WORK INSTRUCTIONS: If "entries" shows up in a line of the material, return that line.
━━━━
use chrono::{Days, NaiveDate, Utc};
use chrono_tz::Tz;
use std::collections::HashMap;
use std::sync::Arc;

/// Default distance back from today to the most recent published month
pub const DEFAULT_OFFSET_DAYS: u32 = 60;

// 英文月份名 -> 希伯来文月份名
const HEBREW_MONTHS: [(&str, &str); 12] = [
    ("January", "ינואר"),
    ("February", "פברואר"),
    ("March", "מרץ"),
    ("April", "אפריל"),
    ("May", "מאי"),
    ("June", "יוני"),
    ("July", "יולי"),
    ("August", "אוגוסט"),
    ("September", "ספטמבר"),
    ("October", "אוקטובר"),
    ("November", "נובמבר"),
    ("December", "דצמבר"),
];

/// Maps English month names to display names.
///
/// Names missing from the table are returned unchanged, so a partial
/// table degrades to English instead of failing.
#[derive(Debug, Clone, Default)]
pub struct MonthTable {
    names: HashMap<String, String>,
}

impl MonthTable {
    pub fn new<I, K, V>(entries: I) -> Self
    where
        I: IntoIterator<Item = (K, V)>,
        K: Into<String>,
        V: Into<String>,
    {
        Self {
            names: entries
                .into_iter()
                .map(|(k, v)| (k.into(), v.into()))
                .collect(),
        }
    }

    pub fn hebrew() -> Self {
        Self::new(HEBREW_MONTHS)
    }

    /// Empty table: every month passes through in English
    pub fn identity() -> Self {
        Self::default()
    }

    pub fn translate<'a>(&'a self, english: &'a str) -> &'a str {
        self.names.get(english).map(String::as_str).unwrap_or(english)
    }
}

/// Label for the month `offset_days` before `reference_date`, in Hebrew
pub fn label_for(reference_date: NaiveDate, offset_days: u32) -> String {
    label_with(reference_date, offset_days, &MonthTable::hebrew())
}

pub fn label_with(reference_date: NaiveDate, offset_days: u32, months: &MonthTable) -> String {
    // 超出 chrono 可表示范围时饱和到 NaiveDate::MIN（一月）
    let target = reference_date
        .checked_sub_days(Days::new(u64::from(offset_days)))
        .unwrap_or(NaiveDate::MIN);
    let english = target.format("%B").to_string();
    months.translate(&english).to_string()
}

/// Source of "today"
pub trait Clock: Send + Sync {
    fn today(&self) -> NaiveDate;
}

/// Wall clock, read in the time zone of the source site
#[derive(Debug, Clone, Copy)]
pub struct SystemClock {
    tz: Tz,
}

impl SystemClock {
    pub fn new(tz: Tz) -> Self {
        Self { tz }
    }
}

impl Default for SystemClock {
    fn default() -> Self {
        Self::new(chrono_tz::Asia::Jerusalem)
    }
}

impl Clock for SystemClock {
    fn today(&self) -> NaiveDate {
        Utc::now().with_timezone(&self.tz).date_naive()
    }
}

#[derive(Debug, Clone, Copy)]
pub struct FixedClock(pub NaiveDate);

impl Clock for FixedClock {
    fn today(&self) -> NaiveDate {
        self.0
    }
}

/// Computes the current period label from an injected clock
#[derive(Clone)]
pub struct PeriodLabeler {
    clock: Arc<dyn Clock>,
    months: MonthTable,
    offset_days: u32,
}

impl PeriodLabeler {
    pub fn new(clock: Arc<dyn Clock>, months: MonthTable, offset_days: u32) -> Self {
        Self {
            clock,
            months,
            offset_days,
        }
    }

    pub fn current_label(&self) -> String {
        label_with(self.clock.today(), self.offset_days, &self.months)
    }
}

impl Default for PeriodLabeler {
    fn default() -> Self {
        Self::new(
            Arc::new(SystemClock::default()),
            MonthTable::hebrew(),
            DEFAULT_OFFSET_DAYS,
        )
    }
}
━━━━
SOLUTION TO THE PROBLEM:
    pub fn new<I, K, V>(entries: I) -> Self
            names: entries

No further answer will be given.